The β-galactosidase enzyme protein (3) catalyzes the separation of X-gal into galactose and 5-bromo-4-chloro-3-hydroxyindole. The 5-bromo-4-chloro-3-hydroxyindole then dimerizes and is oxidized to form the visible blue color.

The CRISPR transcriptional factor is an optimal method for sensing molecules because the components can be optimized and substituted. In this case, the AFB2 protein serves as the F-box and the Deg1 protein serves as the degron. Also, this system is applicable to other genes and organisms with dsDNA.

Test Strip Design

The design for the yeast biosensor needs to create an ideal environment for the culture.

The base of the test strip, chromatography paper, The PDMS is ideal for a test strip because it is manufactured rapidly at a low cost. The PDMS window allows small molecule-gasses to permeate but not foreign contaminants. The one-way valve would most likely have a connection to a small pipette that could deposit medium evenly across the yeast cells.
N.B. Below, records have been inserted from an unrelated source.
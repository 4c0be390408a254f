//! The seam between the engine and a concrete problem.

use std::hash::Hash;

use pharos_core::{Field, Metric, Op, PuzzleState};

/// A finite search domain: states, an operator table, a goal test, and the
/// value accounting.
///
/// The engine only ever touches a domain through this trait, so any problem
/// with value-equal, hashable states and a finite operator set can ride the
/// same five strategies.
pub trait SearchDomain {
    /// State snapshot. Equality/hashing define duplicate detection.
    type State: Clone + Eq + Hash;
    /// Operator. Cheap to copy; compared for the goal test.
    type Op: Copy + PartialEq;

    /// The root state searches start from.
    fn initial(&self) -> Self::State;

    /// The operator table, in the order successors are generated during an
    /// expansion.
    fn operators(&self) -> &[Self::Op];

    /// Apply `op` to `state`; `None` when the operator is invalid there.
    fn apply(&self, state: &Self::State, op: Self::Op) -> Option<Self::State>;

    /// Whether `state`, produced by `produced_by` (`None` for the root),
    /// satisfies the goal.
    fn is_goal(&self, state: &Self::State, produced_by: Option<Self::Op>) -> bool;

    /// Accumulated value after applying `op` under a parent worth
    /// `parent_value`. Values are rewards: bigger is better.
    fn step_value(&self, parent_value: i32, op: Self::Op) -> i32;

    /// Heuristic estimate for applying `op` at `parent`, under the given
    /// metric. Must already include `parent_value` so greedy search can use
    /// it alone.
    fn estimate(
        &self,
        parent: &Self::State,
        parent_value: i32,
        op: Self::Op,
        metric: Metric,
    ) -> i32;
}

impl SearchDomain for Field {
    type State = PuzzleState;
    type Op = Op;

    fn initial(&self) -> PuzzleState {
        self.initial_state()
    }

    fn operators(&self) -> &[Op] {
        &Op::ALL
    }

    fn apply(&self, state: &PuzzleState, op: Op) -> Option<PuzzleState> {
        Field::apply(self, state, op)
    }

    fn is_goal(&self, state: &PuzzleState, produced_by: Option<Op>) -> bool {
        Field::is_goal(self, state, produced_by)
    }

    fn step_value(&self, parent_value: i32, op: Op) -> i32 {
        Field::step_value(self, parent_value, op)
    }

    fn estimate(&self, parent: &PuzzleState, parent_value: i32, op: Op, metric: Metric) -> i32 {
        Field::estimate(self, parent, parent_value, op, metric)
    }
}
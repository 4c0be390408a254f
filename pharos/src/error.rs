use thiserror::Error;

use pharos_scenario::ScenarioError;

pub type Result<T> = std::result::Result<T, PharosError>;

#[derive(Debug, Error)]
pub enum PharosError {
    #[error("scenario: {0}")]
    Scenario(#[from] ScenarioError),

    #[error("JSON: {0}")]
    Json(#[from] serde_json::Error),
}
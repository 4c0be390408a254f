//! The shared frontier-expansion skeleton and the strategy selector.

use std::collections::HashSet;
use std::rc::Rc;
use std::str::FromStr;

use thiserror::Error;

use pharos_core::Metric;

use crate::domain::SearchDomain;
use crate::frontier::Frontier;
use crate::node::Node;
use crate::solution::Solution;

/// Search strategy selector.
#[derive(Copy, Clone, Debug, PartialEq, Eq)]
pub enum Strategy {
    /// FIFO frontier, insertion order only.
    BreadthFirst,
    /// LIFO frontier, insertion order only.
    DepthFirst,
    /// Max-heap on accumulated value.
    UniformCost,
    /// Max-heap on the heuristic estimate alone.
    Greedy(Metric),
    /// Max-heap on estimate + step value, the parent's inherited value
    /// counted exactly once.
    AStar(Metric),
}

impl Strategy {
    fn frontier<S, O>(self) -> Frontier<S, O> {
        match self {
            Strategy::BreadthFirst => Frontier::fifo(),
            Strategy::DepthFirst => Frontier::lifo(),
            Strategy::UniformCost | Strategy::Greedy(_) | Strategy::AStar(_) => Frontier::best(),
        }
    }
}

/// Error returned for an unrecognized strategy token.
#[derive(Debug, Error, PartialEq, Eq)]
#[error("unknown strategy `{0}`, expected one of bf, df, uc, gr1, gr2, as1, as2")]
pub struct ParseStrategyError(pub String);

impl FromStr for Strategy {
    type Err = ParseStrategyError;

    fn from_str(s: &str) -> Result<Self, Self::Err> {
        match s {
            "bf" => Ok(Strategy::BreadthFirst),
            "df" => Ok(Strategy::DepthFirst),
            "uc" => Ok(Strategy::UniformCost),
            "gr1" => Ok(Strategy::Greedy(Metric::Manhattan)),
            "gr2" => Ok(Strategy::Greedy(Metric::Chebyshev)),
            "as1" => Ok(Strategy::AStar(Metric::Manhattan)),
            "as2" => Ok(Strategy::AStar(Metric::Chebyshev)),
            other => Err(ParseStrategyError(other.to_string())),
        }
    }
}

/// Run a search over `domain` with the given strategy.
///
/// Returns the reconstructed solution when a popped node satisfies the goal
/// test, or `None` when the frontier empties first. Exhaustion is the
/// expected outcome for an unsolvable instance, not an error.
///
/// Successor states enter the explored set when they are generated, not when
/// they are expanded, so no state is ever enqueued twice; with a finite state
/// space that bounds the run. Duplicate detection is per run: each call owns
/// a fresh explored set.
pub fn search<D: SearchDomain>(domain: &D, strategy: Strategy) -> Option<Solution<D::Op>> {
    log::debug!("{strategy:?}: starting search");
    let root = Rc::new(Node::root(domain.initial()));

    let mut explored: HashSet<D::State> = HashSet::new();
    explored.insert(root.state.clone());

    let mut frontier = strategy.frontier();
    frontier.push(root, 0);

    let mut expanded = 0usize;

    while let Some(node) = frontier.pop() {
        expanded += 1;

        if domain.is_goal(&node.state, node.op) {
            log::debug!(
                "{strategy:?}: goal at depth {} after {expanded} expansions",
                node.depth
            );
            return Some(Solution::reconstruct(&node, expanded));
        }

        for &op in domain.operators() {
            let Some(state) = domain.apply(&node.state, op) else {
                continue;
            };
            if explored.contains(&state) {
                continue;
            }

            let value = domain.step_value(node.value, op);
            let priority = match strategy {
                Strategy::BreadthFirst | Strategy::DepthFirst => 0,
                Strategy::UniformCost => value,
                Strategy::Greedy(m) => domain.estimate(&node.state, node.value, op, m),
                // The estimate already carries the parent's inherited value;
                // the step term must not add it a second time.
                Strategy::AStar(m) => {
                    domain.estimate(&node.state, node.value, op, m) + value - node.value
                }
            };

            explored.insert(state.clone());
            let child = Node::child(state, Rc::clone(&node), op, value);
            frontier.push(Rc::new(child), priority);
        }
    }

    log::debug!("{strategy:?}: frontier exhausted after {expanded} expansions");
    None
}

#[cfg(test)]
mod tests {
    use super::*;
    use pharos_core::{Field, Op, Point};

    #[test]
    fn strategy_tokens_parse() {
        assert_eq!("bf".parse(), Ok(Strategy::BreadthFirst));
        assert_eq!("df".parse(), Ok(Strategy::DepthFirst));
        assert_eq!("uc".parse(), Ok(Strategy::UniformCost));
        assert_eq!("gr1".parse(), Ok(Strategy::Greedy(Metric::Manhattan)));
        assert_eq!("gr2".parse(), Ok(Strategy::Greedy(Metric::Chebyshev)));
        assert_eq!("as1".parse(), Ok(Strategy::AStar(Metric::Manhattan)));
        assert_eq!("as2".parse(), Ok(Strategy::AStar(Metric::Chebyshev)));
        assert!("astar".parse::<Strategy>().is_err());
    }

    #[test]
    fn trivial_instance_solves_immediately_after_ignite() {
        // Start on the beacon with nothing to collect: the only useful op is
        // ignite, found at depth 1.
        let f = Field::new(2, 2, Point::ZERO, Point::ZERO, [], []);
        let sol = search(&f, Strategy::BreadthFirst).unwrap();
        assert_eq!(sol.ops, vec![Op::Ignite]);
        assert_eq!(sol.value, 15_000);
    }

    #[test]
    fn hazard_wall_yields_no_solution() {
        // The beacon sits behind a full hazard column.
        let f = Field::new(
            3,
            3,
            Point::new(0, 0),
            Point::new(2, 1),
            [],
            [Point::new(1, 0), Point::new(1, 1), Point::new(1, 2)],
        );
        assert!(search(&f, Strategy::BreadthFirst).is_none());
        assert!(search(&f, Strategy::DepthFirst).is_none());
        assert!(search(&f, Strategy::UniformCost).is_none());
    }
}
The chromatography paper spreads the test solution evenly so that different sections of the yeast media have the same concentration of test solution. In this way, the indigo color will be even and predictable in the yeast section. A section of the strip will have yeast that constitutively expresses indigo as a control to ensure that the rehydration is functional.

Lateral Flow Test Strip Background

In a typical lateral flow assay, there are enzymes in the test strip that are in a dried salt and sugar mix.

While the sample fluid dissolves the salt-sugar matrix, it dissolves the particles and the sample and enzymes and salt and sugar mix. The analyte binds to the particles while traveling to the third capillary bed. This material has one or more areas (often stripes) where a third molecule has been placed by the manufacturer. By the time the sample mix reaches these strips, the analyte has been bound to the enzyme and the third 'capture' molecule binds the complex, and changes color. The color increases as enzyme-analyte-third molecules accumulate.

Saccharomyces Cerivisiae Background

The type of cell that was engineered is Saccharomyces Cerivisiae, commonly known as baker’s yeast. This cell has an activity > 0 for pH from 2.1 to 7 (Arroyo et al. 2009). The activity is above 0 and increasing from 12°C to 36°C (Arroyo et al. 2009). The wild type Saccharomyces Cerivisiae is not known to be mutagenic. Another crucial characterization for test strip media is longevity. S. Cerivisiae can live for approximately 20 to 120 hours (Minois et al. 2004). In a dehydrated dormant state, however, the yeast can survive for years (Fabrizio & Longo 2003). The genome of this model organism has been sequenced, it is easy to obtain in the lab, and the genomic structure is easy to modify.